=== Section Start ===

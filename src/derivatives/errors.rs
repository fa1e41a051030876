//! Errors for finite-difference configuration and layout helpers.
//!
//! This module defines the crate error type, [`FDError`], used across the
//! Python-facing API and the internal Rust core. It implements
//! `Display`/`Error` and converts to `PyErr` for PyO3.
//!
//! ## Conventions
//! - **Indices are 0-based** (match Rust/NumPy).
//! - Step sizes and comparison tolerances must be **strictly positive and
//!   finite**; invalid values are rejected up front rather than silently
//!   replaced by a default.
//! - Numerical disagreement between a reference derivative and a
//!   finite-difference estimate is **not** an error; the comparison routines
//!   report it through their boolean return value.
#[cfg(feature = "python-bindings")]
use pyo3::exceptions::PyValueError;
#[cfg(feature = "python-bindings")]
use pyo3::prelude::*;

/// Crate-wide result alias for operations that may produce [`FDError`].
pub type FDResult<T> = Result<T, FDError>;

/// Unified error type for finite-difference routines.
///
/// Covers accuracy-order parsing, step-size/tolerance validation, and
/// flatten/unflatten layout checks. Implements `Display`/`Error` and converts
/// to a Python `ValueError` at PyO3 boundaries.
#[derive(Debug, Clone, PartialEq)]
pub enum FDError {
    // ---- Accuracy order ----
    /// Accuracy-order name is not one of the supported stencils.
    InvalidAccuracyOrder { name: String },

    // ---- Step sizes and tolerances ----
    /// Finite-difference step must be positive and finite.
    InvalidEps { eps: f64, reason: &'static str },

    /// Comparison tolerance must be positive and finite.
    InvalidTestEps { eps: f64, reason: &'static str },

    // ---- Layout ----
    /// Vector length is not a positive multiple of the column count.
    UnflattenLengthMismatch { len: usize, dim: usize },
}

impl std::error::Error for FDError {}

impl std::fmt::Display for FDError {
    fn fmt(&self, f: &mut std::fmt::Formatter<'_>) -> std::fmt::Result {
        match self {
            // ---- Accuracy order ----
            FDError::InvalidAccuracyOrder { name } => {
                write!(
                    f,
                    "Invalid accuracy order '{name}': expected 'second', 'fourth', 'sixth', or \
                     'eighth'"
                )
            }

            // ---- Step sizes and tolerances ----
            FDError::InvalidEps { eps, reason } => {
                write!(f, "Invalid finite-difference step {eps}: {reason}")
            }
            FDError::InvalidTestEps { eps, reason } => {
                write!(f, "Invalid comparison tolerance {eps}: {reason}")
            }

            // ---- Layout ----
            FDError::UnflattenLengthMismatch { len, dim } => {
                write!(
                    f,
                    "Cannot unflatten a vector of length {len} into rows of {dim} columns: length \
                     must be a positive multiple of the column count"
                )
            }
        }
    }
}

/// Convert an [`FDError`] into a Python `ValueError` with the error message.
///
/// This is used at the Rust↔Python boundary to surface domain errors cleanly.
#[cfg(feature = "python-bindings")]
impl std::convert::From<FDError> for PyErr {
    fn from(err: FDError) -> PyErr {
        PyValueError::new_err(err.to_string())
    }
}

#[cfg(test)]
mod tests {
    use super::*;

    #[test]
    fn display_mentions_offending_values() {
        let err = FDError::InvalidEps { eps: -1.0, reason: "Step size must be positive." };
        let msg = err.to_string();
        assert!(msg.contains("-1"));
        assert!(msg.contains("positive"));

        let err = FDError::UnflattenLengthMismatch { len: 7, dim: 3 };
        let msg = err.to_string();
        assert!(msg.contains('7'));
        assert!(msg.contains('3'));
    }
}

=== Section End ===

Of all the lines in the records, how many have the word "PyValueError"? Write only the number.

### [Output]
2